#### WHAT YOU HAVE TO DO:
Exactly as written, retype all of the records that come next.

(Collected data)
* * *
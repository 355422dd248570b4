//! Small text helpers shared by the models, config and HTTP clients.

use reqwest::StatusCode;
use serde::Deserialize;

/// Longest slice of a raw response body quoted in an error message.
const MAX_BODY_EXCERPT: usize = 180;

/// Trimmed text, or `None` when absent or blank.
pub fn normalize_text_option(value: Option<String>) -> Option<String> {
    value
        .as_deref()
        .map(str::trim)
        .filter(|text| !text.is_empty())
        .map(str::to_string)
}

pub fn is_http_url(value: &str) -> bool {
    ["http://", "https://"]
        .iter()
        .any(|scheme| value.starts_with(scheme))
}

/// Error payload shapes returned by GoTrue (`error_description`, `msg`) and
/// PostgREST (`message`).
#[derive(Debug, Deserialize)]
struct BackendErrorBody {
    message: Option<String>,
    msg: Option<String>,
    error_description: Option<String>,
    error: Option<String>,
}

impl BackendErrorBody {
    fn into_message(self) -> Option<String> {
        [self.message, self.msg, self.error_description, self.error]
            .into_iter()
            .find_map(normalize_text_option)
    }
}

/// Render a failed backend response as `message (status)`.
pub fn parse_api_error(status: StatusCode, body: &str) -> String {
    let code = status.as_u16();
    let message = serde_json::from_str::<BackendErrorBody>(body)
        .ok()
        .and_then(BackendErrorBody::into_message)
        .unwrap_or_else(|| body.trim().chars().take(MAX_BODY_EXCERPT).collect());

    if message.is_empty() {
        format!("HTTP {code}")
    } else {
        format!("{message} ({code})")
    }
}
* * *
#### ANSWER BOX:
repository 355422dd248570b4
//! Small text helpers shared by the models, config and HTTP clients.

use reqwest::StatusCode;
use serde::Deserialize;

/// Longest slice of a raw response body quoted in an error message.
const MAX_BODY_EXCERPT: usize = 180;

/// Trimmed text, or `None` when absent or blank.
pub fn normalize_text_option(value: Option<String>) -> Option<String> {
    value
        .as_deref()
        .map(str::trim)
        .filter(|text| !text.is_empty())
        .map(str::to_string)
}

pub fn is_http_url(value: &str) -> bool {
    ["http://", "https://"]
        .iter()
        .any(|scheme| value.starts_with(scheme))
}

/// Error payload shapes returned by GoTrue (`error_description`, `msg`) and
/// PostgREST (`message`).
#[derive(Debug, Deserialize)]
struct BackendErrorBody {
    message: Option<String>,
    msg: Option<String>,
    error_description: Option<String>,
    error: Option<String>,
}

impl BackendErrorBody {
    fn into_message(self) -> Option<String> {
        [self.message, self.msg, self.error_description, self.error]
            .into_iter()
            .find_map(normalize_text_option)
    }
}

/// Render a failed backend response as `message (status)`.
pub fn parse_api_error(status: StatusCode, body: &str) -> String {
    let code = status.as_u16();
    let message = serde_json::from_str::<BackendErrorBody>(body)
        .ok()
        .and_then(BackendErrorBody::into_message)
        .unwrap_or_else(|| body.trim().chars().take(MAX_BODY_EXCERPT).collect());

    if message.is_empty() {
        format!("HTTP {code}")
    } else {
        format!("{message} ({code})")
    }
}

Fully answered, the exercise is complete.